In order to observe the proposed methods' impact on deformed iris patterns, scores for traditional matching and proposed methods are compared based on differences in pupil dilation ratio are examined. The genuine scores are divided into three dilation groups – small, medium, and large – depending on the absolute value of the difference in pupil dilation ratio between a pair of images used to generate the match score. Impostor distributions are kept the same for the respective methods. These ROCs are shown in Fig. 4.21.
It is evident from the ROC plots in Fig. 4.21 that the proposed methods have a larger positive impact when comparing highly deformed iris patterns than when comparing two images with almost the same pupil dilation values. Fusing best performing Method 1 with Masek 1-D method [9] provides the best overall performance when comparing images with a larger difference in pupil size.

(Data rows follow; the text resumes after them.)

//! Webhook notification when a task needs a human
//!
//! Delivery is fire-and-forget: the control loop never waits on the webhook
//! and a failed POST is only logged.

use serde::Serialize;
use std::time::Duration;
use tracing::{info, warn};

use crate::phase::Phase;
use crate::task::TaskRecord;

/// JSON body posted to the webhook
#[derive(Debug, Clone, Serialize)]
pub struct WaitingNotice {
    pub task_id: String,
    pub name: String,
    pub phase: Phase,
    pub reason: Option<String>,
    #[serde(rename = "type")]
    pub kind: &'static str,
    pub timestamp: String,
}

impl WaitingNotice {
    pub fn new(task: &TaskRecord, phase: Phase) -> Self {
        Self {
            task_id: task.id.clone(),
            name: task.name.clone(),
            phase,
            reason: task.last_error.clone(),
            kind: "task_waiting",
            timestamp: chrono::Utc::now().to_rfc3339(),
        }
    }
}

#[derive(Debug, Clone)]
pub struct Notifier {
    url: String,
    client: reqwest::Client,
    timeout: Duration,
}

impl Notifier {
    pub fn new(url: impl Into<String>) -> Self {
        Self {
            url: url.into(),
            client: reqwest::Client::new(),
            timeout: Duration::from_secs(10),
        }
    }

    /// Notifier for the configured URL, if any
    pub fn from_url(url: Option<&str>) -> Option<Self> {
        url.filter(|u| !u.trim().is_empty()).map(Self::new)
    }

    pub fn url(&self) -> &str {
        &self.url
    }

    /// Post the notice in the background. Must be called inside a tokio runtime.
    pub fn task_waiting(&self, task: &TaskRecord, phase: Phase) {
        let notice = WaitingNotice::new(task, phase);
        let client = self.client.clone();
        let url = self.url.clone();
        let timeout = self.timeout;
        tokio::spawn(async move {
            match client.post(&url).json(&notice).timeout(timeout).send().await {
                Ok(resp) => info!(
                    task_id = %notice.task_id,
                    status = %resp.status(),
                    "Webhook notification sent"
                ),
                Err(e) => warn!(task_id = %notice.task_id, "Webhook notification failed: {e}"),
            }
        });
    }
}
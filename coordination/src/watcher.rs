//! Per-workspace log watchers
//!
//! One tokio task per running workspace polls its [`LogSource`] and feeds new
//! lines to the shared [`ProgressTracker`]. Each watcher only ever touches its
//! own workspace's cursor, and each has its own cancellation token so a single
//! workspace can be stopped without disturbing the rest.

use std::collections::HashMap;
use std::time::Duration;
use tokio::task::JoinHandle;
use tokio_util::sync::CancellationToken;
use tracing::{debug, info, warn};

use crate::milestone::parse_build_step;
use crate::progress::SharedProgressTracker;
use crate::workspace::SharedLogSource;

/// Where a new watcher starts reading
#[derive(Debug, Clone, Copy, PartialEq, Eq)]
pub enum WatchFrom {
    /// Replay the whole log (recovering after an orchestrator restart)
    Beginning,
    /// Skip output of earlier attempts
    End,
}

struct Watcher {
    cancel: CancellationToken,
    handle: JoinHandle<()>,
    generation: u64,
}

/// Owns every running watcher, keyed by workspace ID
pub struct WatcherSet {
    tracker: SharedProgressTracker,
    logs: SharedLogSource,
    poll_interval: Duration,
    parent: CancellationToken,
    watchers: HashMap<String, Watcher>,
}

impl WatcherSet {
    pub fn new(
        tracker: SharedProgressTracker,
        logs: SharedLogSource,
        poll_interval: Duration,
        parent: CancellationToken,
    ) -> Self {
        Self {
            tracker,
            logs,
            poll_interval,
            parent,
            watchers: HashMap::new(),
        }
    }

    /// Start a watcher unless one is already running for this workspace's
    /// current attempt.
    pub fn ensure(&mut self, workspace_id: &str, from: WatchFrom) {
        let generation = self.tracker.generation(workspace_id);
        if let Some(existing) = self.watchers.get(workspace_id) {
            if !existing.handle.is_finished() && existing.generation == generation {
                return;
            }
            self.stop(workspace_id);
        }

        let offset = match from {
            WatchFrom::Beginning => 0,
            WatchFrom::End => self.logs.end_offset(workspace_id).unwrap_or_else(|e| {
                warn!(workspace = workspace_id, error = %e, "Failed to stat log, reading from start");
                0
            }),
        };

        let cancel = self.parent.child_token();
        let handle = tokio::spawn(watch_log(
            workspace_id.to_string(),
            offset,
            generation,
            self.tracker.clone(),
            self.logs.clone(),
            self.poll_interval,
            cancel.clone(),
        ));
        debug!(workspace = workspace_id, offset, generation, "Log watcher started");
        self.watchers.insert(
            workspace_id.to_string(),
            Watcher {
                cancel,
                handle,
                generation,
            },
        );
    }

    pub fn stop(&mut self, workspace_id: &str) {
        if let Some(watcher) = self.watchers.remove(workspace_id) {
            watcher.cancel.cancel();
            watcher.handle.abort();
            debug!(workspace = workspace_id, "Log watcher stopped");
        }
    }

    /// Stop every watcher whose workspace is not in `keep`.
    pub fn retain(&mut self, keep: &[String]) {
        let stale: Vec<String> = self
            .watchers
            .keys()
            .filter(|id| !keep.contains(id))
            .cloned()
            .collect();
        for id in stale {
            self.stop(&id);
        }
    }

    pub fn is_watching(&self, workspace_id: &str) -> bool {
        self.watchers
            .get(workspace_id)
            .is_some_and(|w| !w.handle.is_finished())
    }

    pub fn len(&self) -> usize {
        self.watchers.len()
    }

    pub fn is_empty(&self) -> bool {
        self.watchers.is_empty()
    }

    /// Cancel every watcher and wait for them to exit.
    pub async fn shutdown(&mut self) {
        for (_, watcher) in self.watchers.drain() {
            watcher.cancel.cancel();
            let _ = watcher.handle.await;
        }
    }
}

/// Poll one log until cancelled.
async fn watch_log(
    workspace_id: String,
    mut offset: u64,
    generation: u64,
    tracker: SharedProgressTracker,
    logs: SharedLogSource,
    poll_interval: Duration,
    cancel: CancellationToken,
) {
    loop {
        match logs.read_from(&workspace_id, offset) {
            Ok(chunk) => {
                for line in &chunk.lines {
                    if cancel.is_cancelled() {
                        return;
                    }
                    if let Some(step) = parse_build_step(line) {
                        debug!(workspace = %workspace_id, step = %step, "Image build step");
                    }
                    if let Some(milestone) = tracker.observe_in(&workspace_id, generation, line) {
                        info!(
                            workspace = %workspace_id,
                            milestone = %milestone,
                            rank = milestone.rank(),
                            "Milestone reached"
                        );
                    }
                }
                offset = chunk.next_offset;
            }
            Err(e) => {
                warn!(workspace = %workspace_id, error = %e, "Failed to read workspace log");
            }
        }

        tokio::select! {
            _ = cancel.cancelled() => break,
            _ = tokio::time::sleep(poll_interval) => {}
        }
    }
}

These matching methods are not only useful for handling deformation due to pupil dilation/constriction, but they can be used to address other types of deformations due to non-precise segmentation, etc. To validate the efficacy of these methods, experiments were conducted on WVU non-ideal [4] and QFire [13] datasets as well. WVU non-ideal dataset has 1557 images from 241 subjects obtained under non-ideal conditions exhibiting the presence of blur, out of focus, and occlusion. A total of 5277 genuine scores and 1,206,069 impostor scores are generated on the WVU dataset. QFire has 1304 left eye images from 90 subjects imaged at various acquisition distances. A total of 8847 genuine scores and 840,709 impostor scores are generated on QFire dataset. Fig. 4.22 shows the result of applying the proposed matching methods on WVU and QFire datasets, and the improvement in performance is clearly seen.
A novel selective matching scheme based on IrisCodes obtained using multiple scale filters is proposed. It is shown to improve the performance when matching images with large difference in pupil dilation ratios and is also shown to improve generic non-ideal iris matching. Future work will aim at exploring other matching strategies, which are based on a deeper understanding of the advantage of these methods. The distribution of multi-filter decision patterns could be used as a feature vector and a classifier could be trained to select the best decision strategy. In this work, filter sizes are increased along the angular direction; in the future, we aim to explore other filter sets such as those increasing in the radial direction, combination of radial and angular filters, etc.